### ENTRIES SUPPLIED
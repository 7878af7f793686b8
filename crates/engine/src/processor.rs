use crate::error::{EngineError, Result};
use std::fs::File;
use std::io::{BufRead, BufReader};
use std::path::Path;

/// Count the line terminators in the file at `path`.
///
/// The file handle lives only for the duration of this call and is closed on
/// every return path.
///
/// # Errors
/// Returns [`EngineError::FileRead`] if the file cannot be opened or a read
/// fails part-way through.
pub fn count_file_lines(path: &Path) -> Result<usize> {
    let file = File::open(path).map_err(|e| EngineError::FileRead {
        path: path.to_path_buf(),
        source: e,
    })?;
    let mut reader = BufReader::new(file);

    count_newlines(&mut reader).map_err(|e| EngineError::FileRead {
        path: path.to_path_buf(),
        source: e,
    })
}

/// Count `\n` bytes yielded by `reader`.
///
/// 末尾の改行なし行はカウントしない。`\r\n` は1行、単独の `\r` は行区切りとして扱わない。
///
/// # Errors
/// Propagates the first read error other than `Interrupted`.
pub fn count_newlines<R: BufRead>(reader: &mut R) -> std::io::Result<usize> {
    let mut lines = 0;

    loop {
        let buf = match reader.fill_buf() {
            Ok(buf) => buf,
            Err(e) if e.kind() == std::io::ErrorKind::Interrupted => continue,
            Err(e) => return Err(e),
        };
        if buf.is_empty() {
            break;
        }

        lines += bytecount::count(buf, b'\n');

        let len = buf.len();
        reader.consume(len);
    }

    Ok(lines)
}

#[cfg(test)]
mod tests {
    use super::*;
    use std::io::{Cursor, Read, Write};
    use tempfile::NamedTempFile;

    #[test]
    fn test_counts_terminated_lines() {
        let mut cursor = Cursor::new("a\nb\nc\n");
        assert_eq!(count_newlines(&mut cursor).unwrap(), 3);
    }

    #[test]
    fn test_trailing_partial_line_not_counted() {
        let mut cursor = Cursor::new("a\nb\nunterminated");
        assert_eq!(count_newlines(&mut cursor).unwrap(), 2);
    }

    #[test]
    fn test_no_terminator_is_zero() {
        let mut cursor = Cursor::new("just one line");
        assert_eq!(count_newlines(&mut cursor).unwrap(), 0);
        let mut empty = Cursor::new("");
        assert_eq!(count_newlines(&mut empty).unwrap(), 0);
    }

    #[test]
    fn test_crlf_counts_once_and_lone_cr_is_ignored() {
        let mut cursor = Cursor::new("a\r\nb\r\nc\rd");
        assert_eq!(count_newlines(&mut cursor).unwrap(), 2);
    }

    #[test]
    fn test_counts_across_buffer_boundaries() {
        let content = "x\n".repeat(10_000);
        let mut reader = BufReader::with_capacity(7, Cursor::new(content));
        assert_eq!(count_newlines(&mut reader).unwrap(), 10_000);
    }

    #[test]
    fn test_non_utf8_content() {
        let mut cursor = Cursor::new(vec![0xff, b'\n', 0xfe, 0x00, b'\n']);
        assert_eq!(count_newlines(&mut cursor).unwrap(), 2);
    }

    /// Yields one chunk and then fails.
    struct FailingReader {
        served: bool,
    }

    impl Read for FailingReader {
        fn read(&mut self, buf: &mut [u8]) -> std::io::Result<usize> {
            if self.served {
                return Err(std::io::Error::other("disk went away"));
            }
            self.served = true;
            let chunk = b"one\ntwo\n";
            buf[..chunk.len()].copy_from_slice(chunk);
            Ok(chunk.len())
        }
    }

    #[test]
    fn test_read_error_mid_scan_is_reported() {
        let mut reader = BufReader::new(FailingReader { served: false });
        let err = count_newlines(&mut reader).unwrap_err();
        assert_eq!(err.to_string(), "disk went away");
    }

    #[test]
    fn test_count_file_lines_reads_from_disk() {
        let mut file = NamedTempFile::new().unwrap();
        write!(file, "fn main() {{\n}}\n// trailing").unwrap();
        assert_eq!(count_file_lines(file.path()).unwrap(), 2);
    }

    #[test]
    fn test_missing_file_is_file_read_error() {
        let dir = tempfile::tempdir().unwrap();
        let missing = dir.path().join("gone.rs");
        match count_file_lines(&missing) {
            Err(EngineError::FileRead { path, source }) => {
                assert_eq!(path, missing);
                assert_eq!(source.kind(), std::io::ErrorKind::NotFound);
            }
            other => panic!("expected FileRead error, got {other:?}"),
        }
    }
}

--

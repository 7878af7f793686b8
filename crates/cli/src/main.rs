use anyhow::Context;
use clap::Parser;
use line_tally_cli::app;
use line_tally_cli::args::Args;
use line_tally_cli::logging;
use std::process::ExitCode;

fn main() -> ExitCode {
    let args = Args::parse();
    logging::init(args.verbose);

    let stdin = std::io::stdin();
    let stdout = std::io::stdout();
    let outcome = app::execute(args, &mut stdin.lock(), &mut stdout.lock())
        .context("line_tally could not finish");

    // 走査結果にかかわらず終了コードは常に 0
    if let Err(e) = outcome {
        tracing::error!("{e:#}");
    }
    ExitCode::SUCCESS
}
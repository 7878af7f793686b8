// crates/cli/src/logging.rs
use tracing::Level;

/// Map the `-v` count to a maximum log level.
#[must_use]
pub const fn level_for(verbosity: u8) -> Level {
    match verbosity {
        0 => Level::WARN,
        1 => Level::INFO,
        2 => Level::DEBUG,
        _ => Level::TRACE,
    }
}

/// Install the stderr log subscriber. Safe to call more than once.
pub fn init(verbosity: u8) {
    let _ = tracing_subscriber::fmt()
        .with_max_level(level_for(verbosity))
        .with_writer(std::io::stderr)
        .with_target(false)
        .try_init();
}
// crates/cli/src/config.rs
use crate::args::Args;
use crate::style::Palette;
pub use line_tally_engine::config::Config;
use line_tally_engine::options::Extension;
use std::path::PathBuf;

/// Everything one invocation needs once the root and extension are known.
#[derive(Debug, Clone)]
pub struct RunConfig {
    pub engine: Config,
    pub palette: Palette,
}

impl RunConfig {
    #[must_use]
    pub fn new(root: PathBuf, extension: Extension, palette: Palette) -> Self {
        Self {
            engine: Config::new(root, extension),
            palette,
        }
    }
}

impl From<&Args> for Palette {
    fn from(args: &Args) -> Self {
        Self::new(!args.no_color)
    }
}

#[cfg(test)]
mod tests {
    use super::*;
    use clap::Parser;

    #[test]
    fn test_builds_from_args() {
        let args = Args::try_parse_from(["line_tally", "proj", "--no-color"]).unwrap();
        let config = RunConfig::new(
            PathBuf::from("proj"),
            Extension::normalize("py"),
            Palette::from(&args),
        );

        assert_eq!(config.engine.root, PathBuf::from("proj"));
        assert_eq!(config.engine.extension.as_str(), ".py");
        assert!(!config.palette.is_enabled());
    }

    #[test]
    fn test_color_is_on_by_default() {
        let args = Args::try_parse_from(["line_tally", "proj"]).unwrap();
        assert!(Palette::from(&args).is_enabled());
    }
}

---

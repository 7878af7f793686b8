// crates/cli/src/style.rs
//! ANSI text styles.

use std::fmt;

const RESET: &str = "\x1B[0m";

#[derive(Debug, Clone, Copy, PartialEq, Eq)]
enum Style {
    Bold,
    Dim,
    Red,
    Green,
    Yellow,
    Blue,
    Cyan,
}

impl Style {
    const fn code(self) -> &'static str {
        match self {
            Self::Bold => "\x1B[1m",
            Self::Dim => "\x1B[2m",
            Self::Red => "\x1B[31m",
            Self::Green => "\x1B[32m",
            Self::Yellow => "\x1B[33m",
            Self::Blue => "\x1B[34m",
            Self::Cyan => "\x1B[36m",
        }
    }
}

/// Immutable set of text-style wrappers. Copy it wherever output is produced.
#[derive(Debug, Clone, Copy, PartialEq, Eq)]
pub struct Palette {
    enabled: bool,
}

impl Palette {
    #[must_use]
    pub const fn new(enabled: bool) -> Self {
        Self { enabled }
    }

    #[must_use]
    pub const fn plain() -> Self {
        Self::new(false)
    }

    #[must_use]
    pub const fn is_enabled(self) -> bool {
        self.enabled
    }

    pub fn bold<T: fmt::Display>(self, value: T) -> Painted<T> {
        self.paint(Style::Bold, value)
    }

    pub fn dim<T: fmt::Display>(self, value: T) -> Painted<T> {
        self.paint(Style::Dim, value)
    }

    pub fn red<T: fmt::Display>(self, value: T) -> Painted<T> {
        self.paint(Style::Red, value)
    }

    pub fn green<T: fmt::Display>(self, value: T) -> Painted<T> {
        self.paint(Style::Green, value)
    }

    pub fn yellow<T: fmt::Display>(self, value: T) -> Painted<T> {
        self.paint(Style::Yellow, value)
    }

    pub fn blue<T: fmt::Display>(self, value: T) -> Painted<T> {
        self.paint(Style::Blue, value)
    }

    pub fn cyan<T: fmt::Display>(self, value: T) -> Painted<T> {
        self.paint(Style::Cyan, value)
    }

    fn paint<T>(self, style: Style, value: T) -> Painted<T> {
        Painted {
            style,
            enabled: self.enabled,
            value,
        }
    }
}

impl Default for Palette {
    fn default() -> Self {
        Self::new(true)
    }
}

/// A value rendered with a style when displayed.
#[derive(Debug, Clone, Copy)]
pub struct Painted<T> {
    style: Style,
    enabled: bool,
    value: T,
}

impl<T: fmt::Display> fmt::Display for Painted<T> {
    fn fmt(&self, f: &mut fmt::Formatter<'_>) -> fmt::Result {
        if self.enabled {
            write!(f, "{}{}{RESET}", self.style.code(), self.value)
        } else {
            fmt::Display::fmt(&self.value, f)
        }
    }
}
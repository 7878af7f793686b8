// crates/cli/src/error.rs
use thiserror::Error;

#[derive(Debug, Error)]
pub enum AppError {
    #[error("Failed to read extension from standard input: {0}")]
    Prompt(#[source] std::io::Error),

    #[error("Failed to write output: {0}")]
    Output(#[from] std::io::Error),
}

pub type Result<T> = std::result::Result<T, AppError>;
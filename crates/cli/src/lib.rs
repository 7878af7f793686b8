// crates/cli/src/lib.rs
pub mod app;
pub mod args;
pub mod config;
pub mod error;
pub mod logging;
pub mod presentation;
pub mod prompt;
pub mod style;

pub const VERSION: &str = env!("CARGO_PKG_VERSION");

### ACTIVITY
The number of lines containing "NamedTempFile" is all that is wanted; tally them in the data.

### OUTPUT
2